Just £2m of a £40m scheme to integrate community pharmacy into the wider NHS has been confirmed to have been spent.
Pharmacy minister Steve Brine revealed that £2m of the £42m Pharmacy Integration Fund (PhIF) – earmarked for 2016-18 – was spent last financial year in a letter to All-party Pharmacy Group (APPG) chair Kevin Barron.
Ministers will only know the extent of this financial year’s PhIF spending in March 2018, Mr Brine wrote in the letter, dated yesterday (November 28).
NHS England will announce PhIF funding for 2017-18 ‘in due course’, he added.
Last week, England's chief pharmaceutical officer Keith Ridge said that community pharmacists were 'unlikely' to receive the entire £42m fund in time.
‘Significant progress’
Mr Brine wrote in the letter: ‘This [PhIF] funding has resulted in significant progress on initial programmes to deploy pharmacists in wider primary care settings to carry out medicines optimisation and to relieve the pressures on GP practices and hospital admissions.
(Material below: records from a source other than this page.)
//! Plain-text UI for CI and pipelines.

use super::{OutputMode, SpinnerHandle, UserInterface};

/// Unstyled line output; spinners collapse to a single message.
pub struct NonInteractiveUI {
    mode: OutputMode,
}

impl NonInteractiveUI {
    pub fn new(mode: OutputMode) -> Self {
        Self { mode }
    }

    fn quiet(&self) -> bool {
        self.mode == OutputMode::Quiet
    }
}

impl UserInterface for NonInteractiveUI {
    fn output_mode(&self) -> OutputMode {
        self.mode
    }

    fn message(&mut self, msg: &str) {
        if !self.quiet() {
            println!("{}", msg);
        }
    }

    fn success(&mut self, msg: &str) {
        if !self.quiet() {
            println!("{}", msg);
        }
    }

    fn warning(&mut self, msg: &str) {
        if !self.quiet() {
            println!("warning: {}", msg);
        }
    }

    fn error(&mut self, msg: &str) {
        eprintln!("error: {}", msg);
    }

    fn show_header(&mut self, title: &str) {
        if !self.quiet() {
            println!("{}", title);
        }
    }

    fn start_spinner(&mut self, message: &str) -> Box<dyn SpinnerHandle> {
        if !self.quiet() {
            println!("{}", message);
        }
        Box::new(LineSpinner {
            quiet: self.quiet(),
        })
    }

    fn is_interactive(&self) -> bool {
        false
    }
}

/// Spinner stand-in that prints its terminal state as plain lines, so
/// per-dependency outcomes still show up in CI logs.
struct LineSpinner {
    quiet: bool,
}

impl SpinnerHandle for LineSpinner {
    fn set_message(&mut self, _msg: &str) {}

    fn finish_success(&mut self, msg: &str) {
        if !self.quiet {
            println!("{}", msg);
        }
    }

    fn finish_error(&mut self, msg: &str) {
        eprintln!("error: {}", msg);
    }
}
//! Concurrent resolution.
//!
//! Prerequisite levels are barriers: a level only starts once the previous
//! one is fully decided. Within a level, declarations are grouped into lanes
//! keyed by their normalized target path and the lanes are drained by a
//! worker pool, so declarations sharing a target never run concurrently.
//! Progress events and outcome collection stay on the coordinating thread.

use std::collections::hash_map::Entry;
use std::collections::{HashMap, HashSet, VecDeque};
use std::sync::{mpsc, Mutex};
use std::thread;

use crate::manifest::Manifest;
use crate::resolver::engine::{ResolveProgress, Resolver};
use crate::resolver::graph::PrereqGraph;
use crate::resolver::outcome::{Outcome, ResolutionStatus};

enum WorkerEvent {
    Started(usize),
    Finished(Outcome),
}

pub(crate) fn resolve_levels(
    resolver: &Resolver,
    manifest: &Manifest,
    graph: &PrereqGraph,
    progress: &mut dyn FnMut(ResolveProgress<'_>),
) -> Vec<Outcome> {
    let decls = manifest.declarations();
    let total = decls.len();
    // Workers see an empty failed-set: everything blocked by a previous
    // level was already decided here on the coordinator.
    let empty: HashSet<String> = HashSet::new();
    let mut failed: HashSet<String> = HashSet::new();
    let mut outcomes: Vec<Outcome> = Vec::with_capacity(total);
    let mut position = 0usize;

    for level in graph.levels() {
        let mut lanes: Vec<Vec<usize>> = Vec::new();
        let mut lane_by_target: HashMap<String, usize> = HashMap::new();

        for index in level {
            let decl = &decls[index];

            if let Some(prereq) = decl.requires.iter().find(|r| failed.contains(r.as_str())) {
                let target = resolver.workspace().target_key(decl).unwrap_or_default();
                let outcome = Outcome::blocked(&decl.name, &target, prereq);
                failed.insert(decl.name.clone());
                progress(ResolveProgress::Finished { outcome: &outcome });
                outcomes.push(outcome);
                continue;
            }

            match resolver.workspace().target_key(decl) {
                Ok(key) => match lane_by_target.entry(key) {
                    Entry::Occupied(slot) => lanes[*slot.get()].push(index),
                    Entry::Vacant(slot) => {
                        slot.insert(lanes.len());
                        lanes.push(vec![index]);
                    }
                },
                Err(message) => {
                    let outcome = Outcome::failed(&decl.name, "", message);
                    failed.insert(decl.name.clone());
                    progress(ResolveProgress::Finished { outcome: &outcome });
                    outcomes.push(outcome);
                }
            }
        }

        if lanes.is_empty() {
            continue;
        }

        let workers = resolver.options().jobs.min(lanes.len()).max(1);
        let queue: Mutex<VecDeque<Vec<usize>>> = Mutex::new(lanes.into());
        let (tx, rx) = mpsc::channel::<WorkerEvent>();

        thread::scope(|scope| {
            for _ in 0..workers {
                let tx = tx.clone();
                let queue = &queue;
                let empty = &empty;
                scope.spawn(move || loop {
                    let lane = queue.lock().unwrap_or_else(|e| e.into_inner()).pop_front();
                    let Some(lane) = lane else { break };
                    for index in lane {
                        let decl = &decls[index];
                        let outcome = resolver.decide(decl, empty, || {
                            let _ = tx.send(WorkerEvent::Started(index));
                        });
                        let _ = tx.send(WorkerEvent::Finished(outcome));
                    }
                });
            }
            drop(tx);

            for event in rx {
                match event {
                    WorkerEvent::Started(index) => {
                        progress(ResolveProgress::Starting {
                            name: &decls[index].name,
                            index: position,
                            total,
                        });
                        position += 1;
                    }
                    WorkerEvent::Finished(outcome) => {
                        if outcome.status == ResolutionStatus::Failed {
                            failed.insert(outcome.name.clone());
                        }
                        progress(ResolveProgress::Finished { outcome: &outcome });
                        outcomes.push(outcome);
                    }
                }
            }
        });
    }

    outcomes
}

#[cfg(test)]
mod tests {
    use super::*;
    use crate::fetch::{Backend, BackendSet, FetchError, FetchRequest};
    use crate::manifest::parse_str;
    use crate::resolver::engine::ResolveOptions;
    use crate::workspace::Workspace;
    use std::path::Path;
    use std::sync::atomic::{AtomicUsize, Ordering};
    use std::sync::Arc;
    use std::time::Duration;
    use tempfile::TempDir;

    /// Tracks the peak number of concurrently-running fetches.
    struct ConcurrencyProbe {
        current: AtomicUsize,
        peak: AtomicUsize,
    }

    impl ConcurrencyProbe {
        fn new() -> Arc<Self> {
            Arc::new(Self {
                current: AtomicUsize::new(0),
                peak: AtomicUsize::new(0),
            })
        }
    }

    impl Backend for ConcurrencyProbe {
        fn name(&self) -> &'static str {
            "probe"
        }

        fn fetch(&self, request: &FetchRequest<'_>) -> Result<(), FetchError> {
            let now = self.current.fetch_add(1, Ordering::SeqCst) + 1;
            self.peak.fetch_max(now, Ordering::SeqCst);
            std::thread::sleep(Duration::from_millis(20));
            std::fs::write(request.dest.join("content"), request.source)?;
            self.current.fetch_sub(1, Ordering::SeqCst);
            Ok(())
        }
    }

    fn run(section: &str, jobs: usize, backend: Arc<dyn Backend>) -> Vec<Outcome> {
        let temp = TempDir::new().unwrap();
        let manifest = parse_str(
            &format!("## Dependencies\n{}", section),
            Path::new("README.md"),
        )
        .unwrap();
        let resolver = Resolver::new(
            Workspace::new(temp.path(), "vendor"),
            BackendSet::uniform(backend),
            ResolveOptions {
                timeout: Duration::from_secs(5),
                jobs,
            },
        );
        resolver.resolve(&manifest).outcomes
    }

    #[test]
    fn independent_declarations_run_concurrently() {
        let probe = ConcurrencyProbe::new();
        let outcomes = run(
            "a https://example/a\n\
             b https://example/b\n\
             c https://example/c\n\
             d https://example/d\n",
            4,
            Arc::clone(&probe) as Arc<dyn Backend>,
        );

        assert!(outcomes.iter().all(|o| o.status.is_ok()));
        assert!(probe.peak.load(Ordering::SeqCst) > 1);
    }

    #[test]
    fn shared_target_declarations_never_overlap() {
        let probe = ConcurrencyProbe::new();
        let outcomes = run(
            "a https://example/a - shared/dir\n\
             b https://example/b - shared/dir\n",
            4,
            Arc::clone(&probe) as Arc<dyn Backend>,
        );

        assert_eq!(outcomes.len(), 2);
        assert!(outcomes.iter().all(|o| o.status.is_ok()));
        assert_eq!(probe.peak.load(Ordering::SeqCst), 1);
    }

    #[test]
    fn every_declaration_gets_an_outcome() {
        let probe = ConcurrencyProbe::new();
        let outcomes = run(
            "a https://example/a\n\
             b https://example/b - - a\n\
             c https://example/c - - a\n",
            2,
            probe as Arc<dyn Backend>,
        );
        assert_eq!(outcomes.len(), 3);
    }
}
//! Command dispatching.
//!
//! This module provides the core command infrastructure:
//! - [`Command`] trait for implementing commands
//! - [`CommandResult`] for uniform result reporting
//! - [`ProjectContext`] resolving the repo root, manifest path, and config
//! - [`CommandDispatcher`] for routing CLI subcommands

use std::env;
use std::path::{Path, PathBuf};

use crate::cli::args::{Cli, Commands, ResolveArgs};
use crate::config::TetherConfig;
use crate::error::Result;
use crate::ui::UserInterface;
use crate::workspace::Workspace;

/// Trait for command implementations.
///
/// Each CLI subcommand implements this trait to provide its execution logic.
pub trait Command {
    /// Execute the command against the given UI, returning the exit status.
    fn execute(&self, ui: &mut dyn UserInterface) -> Result<CommandResult>;
}

/// Result of command execution.
#[derive(Debug)]
pub struct CommandResult {
    /// Whether the command succeeded.
    pub success: bool,

    /// Exit code to use (0 for success, non-zero for failure).
    pub exit_code: i32,
}

impl CommandResult {
    /// Create a successful result.
    pub fn success() -> Self {
        Self {
            success: true,
            exit_code: 0,
        }
    }

    /// Create a failure result.
    pub fn failure(exit_code: i32) -> Self {
        Self {
            success: false,
            exit_code,
        }
    }
}

/// Where a command runs: repository root, manifest document, configuration.
#[derive(Debug, Clone)]
pub struct ProjectContext {
    pub repo_root: PathBuf,
    pub manifest_path: PathBuf,
    pub config: TetherConfig,
}

impl ProjectContext {
    /// Resolve the context from CLI flags and the current directory.
    ///
    /// An explicit `--root` wins; an explicit `--manifest` implies its parent
    /// directory as the root; otherwise the nearest ancestor holding a
    /// `.tether.yml` or `README.md` is the root, falling back to the current
    /// directory.
    pub fn discover(cli: &Cli) -> Result<Self> {
        let cwd = env::current_dir()?;

        if let Some(root) = &cli.root {
            let repo_root = absolutize(&cwd, root);
            let config = TetherConfig::load(&repo_root)?;
            let manifest_path = match &cli.manifest {
                Some(m) => absolutize(&cwd, m),
                None => repo_root.join(&config.manifest),
            };
            return Ok(Self {
                repo_root,
                manifest_path,
                config,
            });
        }

        if let Some(manifest) = &cli.manifest {
            let manifest_path = absolutize(&cwd, manifest);
            let repo_root = manifest_path
                .parent()
                .map(Path::to_path_buf)
                .unwrap_or_else(|| cwd.clone());
            let config = TetherConfig::load(&repo_root)?;
            return Ok(Self {
                repo_root,
                manifest_path,
                config,
            });
        }

        let repo_root = Workspace::discover_root(&cwd, Path::new(crate::config::CONFIG_FILE))
            .or_else(|| Workspace::discover_root(&cwd, Path::new("README.md")))
            .unwrap_or(cwd);
        let config = TetherConfig::load(&repo_root)?;
        let manifest_path = repo_root.join(&config.manifest);
        Ok(Self {
            repo_root,
            manifest_path,
            config,
        })
    }

    /// The workspace this context operates on.
    pub fn workspace(&self) -> Workspace {
        Workspace::new(&self.repo_root, &self.config.vendor_dir)
    }
}

fn absolutize(cwd: &Path, path: &Path) -> PathBuf {
    if path.is_absolute() {
        path.to_path_buf()
    } else {
        cwd.join(path)
    }
}

/// Dispatches CLI commands to their implementations.
pub struct CommandDispatcher {
    context: ProjectContext,
}

impl CommandDispatcher {
    /// Create a dispatcher with a resolved project context.
    pub fn new(context: ProjectContext) -> Self {
        Self { context }
    }

    /// Resolve the context from CLI flags and build a dispatcher.
    pub fn from_cli(cli: &Cli) -> Result<Self> {
        Ok(Self::new(ProjectContext::discover(cli)?))
    }

    pub fn context(&self) -> &ProjectContext {
        &self.context
    }

    /// Dispatch and execute a command.
    pub fn dispatch(&self, cli: &Cli, ui: &mut dyn UserInterface) -> Result<CommandResult> {
        match &cli.command {
            Some(Commands::Resolve(args)) => {
                let cmd = super::resolve::ResolveCommand::new(&self.context, args.clone());
                cmd.execute(ui)
            }
            Some(Commands::Check(args)) => {
                let cmd = super::check::CheckCommand::new(&self.context, args.clone());
                cmd.execute(ui)
            }
            Some(Commands::List(args)) => {
                let cmd = super::list::ListCommand::new(&self.context, args.clone());
                cmd.execute(ui)
            }
            Some(Commands::Last(args)) => {
                let cmd = super::last::LastCommand::new(&self.context, args.clone());
                cmd.execute(ui)
            }
            Some(Commands::Init(args)) => {
                let cmd = super::init::InitCommand::new(&self.context, args.clone());
                cmd.execute(ui)
            }
            Some(Commands::Completions(args)) => {
                let cmd = super::completions::CompletionsCommand::new(args.clone());
                cmd.execute(ui)
            }
            None => {
                // Default to resolve with default args
                let cmd =
                    super::resolve::ResolveCommand::new(&self.context, ResolveArgs::default());
                cmd.execute(ui)
            }
        }
    }
}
‘Additionally, initial training and development programmes with hundreds of places fro community pharmacy have been produced with Health Education England to ensure participants receive the tailored support they need, many of which will commence in early 2018.
NHS England is also piloting integrated models of care that will increasingly “channel shift” patients with minor ailments to community pharmacy, while NHS Digital is also moving at a forward pace with improvements to digital maturity and the use of technology with regard to pharmacy and medicines.
‘PhIF 2018/19 budgeting will be subject to NHS England’s usual business planning process and will be announced in due course.’
The full letter can be read here.
Calls for clarity
Mr Brine’s letter received a mixed reaction from the sector.
APPG chair Kevin Barron said the group was ‘grateful’ for the correspondence, but called for ‘clarity’ around PhIF funding.
He said: ‘There is still no clarity over how much has been spent so far in this financial year, and only £2m of the total of £42m allocated for 2016-18 was spent last year. We also don’t yet have an indication of the PhIF budget for next year, which is only four months away.
‘We therefore continue to have questions about how this Fund is being and will be used, and the extent to which it can provide meaningful impetus for new services which we all agree that we wish to see community pharmacy provide.’
‘Deeply disappointing’
Royal Pharmaceutical Society (RPS) English Pharmacy Board chair Sandra Gidley expressed ‘great concern’ about the ambiguity surrounding how much of the PhIF has or has not been spent.
She said: ‘This news is deeply disappointing and it is of great concern that no one appears to know how public money is being spent - or not spent.
‘I believe Steve Brine when he says he wants to reset the relationship with community pharmacy and if he is serious about this, he must demand specific answers to the questions he was asked.
‘We already know what, in principle, the Integration Fund has been spent on but we do not know the precise amounts. The politicians at the All-Party group wanted to know how much of the fund has been spent and that information simply has not been provided.
'I would urge the Minister not to accept excuses from his officials and hope that he presses to obtain the information we all very much to see. We have already seen an erosion of the fund and recent events raise questions about how secure funding is for next year. The profession needs urgent reassurance on this.’